> WORK ORDER: List each line of the data that holds the string "NullCapture", please.

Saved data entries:

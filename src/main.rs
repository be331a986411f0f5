use std::io::Write;
use std::path::PathBuf;
use std::sync::Arc;

use anyhow::{Context, anyhow};
use clap::{Parser, Subcommand};
use tracing::info;

use interview_orchestrator::backend::{BackendClient, LoginRequest, SignupRequest};
use interview_orchestrator::config::OrchestratorConfig;
use interview_orchestrator::core::voice::{DiscardPlayer, NullCapture};
use interview_orchestrator::{
    AdvanceOutcome, CandidateSession, Recommendation, RoundKind, RoundStateMachine, SessionEvent,
    VoiceSessionClient, VoiceSessionConfig,
};

/// Interview Orchestrator - three-round candidate assessment client
#[derive(Parser, Debug)]
#[command(name = "interview-orchestrator")]
#[command(version, about, long_about = None)]
struct Cli {
    /// Path to configuration file (YAML)
    #[arg(short = 'c', long = "config", value_name = "FILE")]
    config: Option<PathBuf>,

    #[command(subcommand)]
    command: Commands,
}

#[derive(Subcommand, Debug)]
enum Commands {
    /// Register a new candidate account
    Signup {
        #[arg(long)]
        email: String,
        #[arg(long)]
        full_name: String,
    },

    /// Log in and show current progress
    Login {
        #[arg(long)]
        email: String,
    },

    /// Show round progress for the logged-in candidate
    Status {
        #[arg(long)]
        email: String,
    },

    /// Take an MCQ round interactively (1 = aptitude, 2 = DSA)
    Quiz {
        #[arg(long)]
        email: String,
        /// Round number to take
        round: u8,
    },

    /// Run the voice interview round, streaming the transcript
    Interview {
        #[arg(long)]
        email: String,
    },

    /// List archived attempts for the logged-in candidate
    History {
        #[arg(long)]
        email: String,
    },

    /// Show final results for a finished interview session
    Results {
        #[arg(long)]
        email: String,
        session_id: String,
    },

    /// Admin: show the interview agent's evaluation for a candidate
    Analysis {
        #[arg(long)]
        email: String,
        candidate_id: String,
    },

    /// Admin: archive a candidate's attempt and unlock a fresh one
    GrantReattempt {
        #[arg(long)]
        email: String,
        candidate_id: String,
    },

    /// Admin: withdraw a granted re-attempt before it is started
    RevokeReattempt {
        #[arg(long)]
        email: String,
        candidate_id: String,
    },
}

#[tokio::main]
async fn main() -> anyhow::Result<()> {
    dotenvy::dotenv().ok();
    tracing_subscriber::fmt::init();

    let cli = Cli::parse();
    let config = match &cli.config {
        Some(path) => OrchestratorConfig::from_file(path)
            .with_context(|| format!("loading config from {}", path.display()))?,
        None => OrchestratorConfig::from_env()?,
    };

    let client = BackendClient::new(&config.api_base_url, config.request_timeout_secs)?;

    match cli.command {
        Commands::Signup { email, full_name } => {
            let password = prompt("Password: ")?;
            let auth = client
                .signup(&SignupRequest {
                    email,
                    password,
                    full_name,
                })
                .await?;
            println!("Registered {} ({})", auth.user.full_name, auth.user.email);
        }

        Commands::Login { email } => {
            login(&client, email).await?;
            let session = CandidateSession::sync(&client, config.round_question_count as u32).await?;
            print_progress(&session, config.round_question_count as u32);
        }

        Commands::Status { email } => {
            login(&client, email).await?;
            let session = CandidateSession::sync(&client, config.round_question_count as u32).await?;
            print_progress(&session, config.round_question_count as u32);
        }

        Commands::Quiz { email, round } => {
            login(&client, email).await?;
            let round = match round {
                1 => RoundKind::Aptitude,
                2 => RoundKind::Dsa,
                other => return Err(anyhow!("round {other} is not an MCQ round")),
            };
            run_quiz(&client, &config, round).await?;
        }

        Commands::Interview { email } => {
            login(&client, email).await?;
            run_interview(&client, &config).await?;
        }

        Commands::History { email } => {
            login(&client, email).await?;
            let attempts = client.attempt_history().await?;
            if attempts.is_empty() {
                println!("No archived attempts.");
            }
            for record in attempts {
                let overall = record
                    .overall_score
                    .map(|s| format!("{s:.1}%"))
                    .unwrap_or_else(|| "-".to_string());
                println!(
                    "Attempt #{}: {} (overall {}{})",
                    record.attempt_number,
                    record.overall_status,
                    overall,
                    record
                        .recommendation
                        .map(|r| format!(", {r}"))
                        .unwrap_or_default()
                );
            }
        }

        Commands::Results { email, session_id } => {
            login(&client, email).await?;
            let results = client.interview_results(&session_id).await?;
            println!("Results for {} ({})", results.candidate_name, results.job_role);
            for report in &results.rounds {
                println!(
                    "  Round {}: {:.1}% {}",
                    report.round_number,
                    report.score,
                    if report.passed { "passed" } else { "failed" }
                );
            }
            println!("Overall: {:.1}% - {}", results.overall_score, results.recommendation);
        }

        Commands::Analysis { email, candidate_id } => {
            login(&client, email).await?;
            let analysis = client.candidate_analysis(&candidate_id).await?;
            println!("Candidate {}", analysis.candidate_id);
            if !analysis.key_strengths.is_empty() {
                println!("Key strengths:");
                for strength in &analysis.key_strengths {
                    println!("  - {strength}");
                }
            }
            if !analysis.areas_to_improve.is_empty() {
                println!("Areas to improve:");
                for area in &analysis.areas_to_improve {
                    println!("  - {area}");
                }
            }
            println!("\n{}", analysis.summary);
        }

        Commands::GrantReattempt { email, candidate_id } => {
            login(&client, email).await?;
            let ack = client.grant_reattempt(&candidate_id).await?;
            println!("{}", ack.message.unwrap_or_else(|| "Re-attempt granted".to_string()));
        }

        Commands::RevokeReattempt { email, candidate_id } => {
            login(&client, email).await?;
            let ack = client.revoke_reattempt(&candidate_id).await?;
            println!("{}", ack.message.unwrap_or_else(|| "Re-attempt revoked".to_string()));
        }
    }

    Ok(())
}

async fn login(client: &BackendClient, email: String) -> anyhow::Result<()> {
    let password = prompt("Password: ")?;
    let auth = client.login(&LoginRequest { email, password }).await?;
    info!(user = %auth.user.email, "Logged in");
    Ok(())
}

async fn run_quiz(
    client: &BackendClient,
    config: &OrchestratorConfig,
    round: RoundKind,
) -> anyhow::Result<()> {
    let round_size = config.round_question_count as u32;
    let session = CandidateSession::sync(client, round_size).await?;
    let mut machine = RoundStateMachine::with_attempt(
        client,
        config.round_question_count,
        session.attempt,
    );

    machine.enter(round)?;
    println!("{} - {} questions", round.title(), config.round_question_count);

    loop {
        let question = machine
            .current_question()
            .ok_or_else(|| anyhow!("no question presented"))?
            .clone();
        let (position, total) = machine.progress().unwrap_or((0, 0));

        println!("\n[{}/{}] {}", position + 1, total, question.prompt);
        for choice in &question.options {
            println!("  {}) {}", choice.id, choice.text);
        }

        let selection = prompt("Answer: ")?;
        let option = question
            .options
            .iter()
            .find(|c| c.id.eq_ignore_ascii_case(selection.trim()))
            .ok_or_else(|| anyhow!("pick one of the listed options"))?;
        machine.answer(&question.id, &option.id)?;

        match machine.advance().await? {
            AdvanceOutcome::NextQuestion => {}
            AdvanceOutcome::RoundSubmitted(outcome) => {
                if let Some(score) = &outcome.score {
                    println!(
                        "\n{}: {}/{} - {}",
                        outcome.round,
                        score.correct,
                        score.total,
                        if outcome.passed { "passed" } else { "failed" }
                    );
                }
                if !outcome.reported {
                    println!("(score could not be reported to the backend)");
                }
                break;
            }
        }
    }

    Ok(())
}

async fn run_interview(client: &BackendClient, config: &OrchestratorConfig) -> anyhow::Result<()> {
    let round_size = config.round_question_count as u32;
    let session = CandidateSession::sync(client, round_size).await?;
    let candidate_name = session.user.full_name.clone();

    let mut machine =
        RoundStateMachine::with_attempt(client, config.round_question_count, session.attempt);
    machine.enter(RoundKind::Voice)?;

    let voice_config = VoiceSessionConfig::new(&config.ws_url, &config.job_role, candidate_name);
    let (voice, mut events) = VoiceSessionClient::new(
        voice_config,
        Arc::new(DiscardPlayer),
        Arc::new(NullCapture),
    );
    voice.connect().await?;
    println!("Interview started. Waiting for the agent...");

    while let Some(event) = events.recv().await {
        match event {
            SessionEvent::TranscriptAppended(entry) => {
                println!("{:?}: {}", entry.role, entry.text);
            }
            SessionEvent::StatusUpdate(message) => println!("... {message}"),
            SessionEvent::ServerError(message) => eprintln!("agent error: {message}"),
            SessionEvent::Completed(summary) => {
                let outcome = machine.complete_voice(&summary).await?;
                println!(
                    "\nInterview complete: {:.1}% ({} questions)",
                    summary.scores.total_score, summary.total_questions
                );
                println!("{}", Recommendation::from_score(summary.scores.total_score));
                if !outcome.reported {
                    println!("(completion could not be reported to the backend)");
                }
            }
            SessionEvent::Closed { completed } => {
                if !completed {
                    println!("Session ended before completion");
                }
                break;
            }
            _ => {}
        }
    }

    voice.disconnect().await;
    Ok(())
}

fn print_progress(session: &CandidateSession, round_size: u32) {
    println!("Candidate: {} ({})", session.user.full_name, session.user.email);
    println!("Attempt #{}", session.attempt.number);
    for round in [RoundKind::Aptitude, RoundKind::Dsa, RoundKind::Voice] {
        let status = session.attempt.status(round);
        println!("  {}: {:?}", round, status);
    }
    if let Some(overall) = session.attempt.overall_score(round_size) {
        println!(
            "Overall: {:.1}% - {}",
            overall,
            Recommendation::from_score(overall)
        );
    }
    if session.can_reattempt {
        println!("A re-attempt has been granted.");
    }
}

fn prompt(label: &str) -> anyhow::Result<String> {
    print!("{label}");
    std::io::stdout().flush()?;
    let mut line = String::new();
    std::io::stdin().read_line(&mut line)?;
    Ok(line.trim().to_string())
}
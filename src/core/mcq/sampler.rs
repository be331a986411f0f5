//! Round sampling: draw a fixed-size set of distinct questions from a bank.

use rand::Rng;
use rand::seq::index;

use super::bank::Question;
use super::McqError;

/// Number of questions presented per MCQ round.
pub const DEFAULT_ROUND_SIZE: usize = 5;

/// Draw `count` distinct questions uniformly at random, without replacement.
///
/// The returned order is randomized as well. Call this fresh on every round
/// entry; the result must then stay fixed for the lifetime of that round
/// attempt.
pub fn sample_questions<R: Rng + ?Sized>(
    bank: &[Question],
    count: usize,
    rng: &mut R,
) -> Result<Vec<Question>, McqError> {
    if bank.len() < count {
        return Err(McqError::BankTooSmall {
            available: bank.len(),
            requested: count,
        });
    }

    Ok(index::sample(rng, bank.len(), count)
        .iter()
        .map(|i| bank[i].clone())
        .collect())
}
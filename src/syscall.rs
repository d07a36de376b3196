//! The RARS environment-call registry. The type checker and the code
//! generator both consult this table; the numbers and signatures are frozen
//! by the simulator.

use crate::ty::Type;
use lazy_static::lazy_static;

#[derive(Debug, Clone, PartialEq, Eq)]
pub struct Syscall {
    pub name: &'static str,
    pub number: i32,
    pub args: Vec<Type>,
    pub ret: Type,
}

impl Syscall {
    fn new(name: &'static str, number: i32, args: Vec<Type>, ret: Type) -> Syscall {
        Syscall {
            name,
            number,
            args,
            ret,
        }
    }
}

lazy_static! {
    pub static ref SYSCALLS: Vec<Syscall> = {
        use crate::ty::Type::*;
        vec![
            Syscall::new("PrintInt", 1, vec![Int], Unit),
            Syscall::new("PrintFloat", 2, vec![Float], Unit),
            Syscall::new("PrintString", 4, vec![String], Unit),
            Syscall::new("ReadInt", 5, vec![], Int),
            Syscall::new("ReadFloat", 6, vec![], Float),
            Syscall::new("Sbrk", 9, vec![Int], Int),
            Syscall::new("Exit", 10, vec![], Unit),
            Syscall::new("PrintChar", 11, vec![Int], Unit),
            Syscall::new("GetCwd", 17, vec![String, Int], Unit),
            Syscall::new("Time", 30, vec![], Int),
            Syscall::new("MidiOut", 31, vec![Int, Int, Int, Int], Unit),
            Syscall::new("Sleep", 32, vec![Int], Unit),
            Syscall::new("MidiOutSync", 33, vec![Int, Int, Int, Int], Unit),
            Syscall::new("PrintIntHex", 34, vec![Int], Unit),
            Syscall::new("PrintIntBinary", 35, vec![Int], Unit),
            Syscall::new("PrintIntUnsigned", 36, vec![Int], Unit),
            Syscall::new("SetSeed", 40, vec![Int, Int], Unit),
            Syscall::new("RandomInt", 41, vec![Int], Int),
            Syscall::new("RandomIntRange", 42, vec![Int, Int], Int),
            Syscall::new("RandomFloat", 43, vec![Int], Float),
            Syscall::new("RandomDouble", 44, vec![Int], Float),
            Syscall::new("ConfirmDialog", 50, vec![String], Int),
            Syscall::new("InputDialogInt", 51, vec![String], Int),
            Syscall::new("InputDialogFloat", 52, vec![String], Float),
            Syscall::new("InputDialogDouble", 53, vec![String], Float),
            Syscall::new("InputDialogString", 54, vec![String, String, Int], Unit),
            Syscall::new("MessageDialog", 55, vec![String, Int], Unit),
            Syscall::new("MessageDialogInt", 56, vec![String, Int], Unit),
            Syscall::new("Close", 57, vec![Int], Unit),
            Syscall::new("MessageDialogDouble", 58, vec![String, Float], Unit),
            Syscall::new("MessageDialogString", 59, vec![String, String], Unit),
            Syscall::new("MessageDialogFloat", 60, vec![String, Float], Unit),
            Syscall::new("LSeek", 62, vec![Int, Int, Int], Int),
            Syscall::new("Read", 63, vec![Int, String, Int], Int),
            Syscall::new("Write", 64, vec![Int, String, Int], Int),
            Syscall::new("Exit2", 93, vec![Int], Unit),
            Syscall::new("Open", 1024, vec![String, Int], Int),
        ]
    };
}

pub fn lookup(number: i32) -> Option<&'static Syscall> {
    SYSCALLS.iter().find(|syscall| syscall.number == number)
}

/// A printable name for a syscall number, falling back to `syscall_<n>`.
pub fn name(number: i32) -> String {
    match lookup(number) {
        Some(syscall) => syscall.name.to_owned(),
        None => format!("syscall_{}", number),
    }
}

#[cfg(test)]
mod tests {
    use super::*;
    use pretty_assertions::assert_eq;

    #[test]
    fn test_lookup() {
        let sbrk = lookup(9).unwrap();
        assert_eq!(sbrk.name, "Sbrk");
        assert_eq!(sbrk.args, vec![Type::Int]);
        assert_eq!(sbrk.ret, Type::Int);
        assert!(lookup(3).is_none());
    }

    #[test]
    fn test_name_fallback() {
        assert_eq!(name(93), "Exit2");
        assert_eq!(name(7777), "syscall_7777");
    }

    #[test]
    fn test_numbers_are_unique() {
        for (i, a) in SYSCALLS.iter().enumerate() {
            for b in &SYSCALLS[i + 1..] {
                assert_ne!(a.number, b.number, "{} and {}", a.name, b.name);
            }
        }
    }
}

> OUTPUT FOR THIS EXERCISE:
use interview_orchestrator::core::voice::{DiscardPlayer, NullCapture};
        Arc::new(NullCapture),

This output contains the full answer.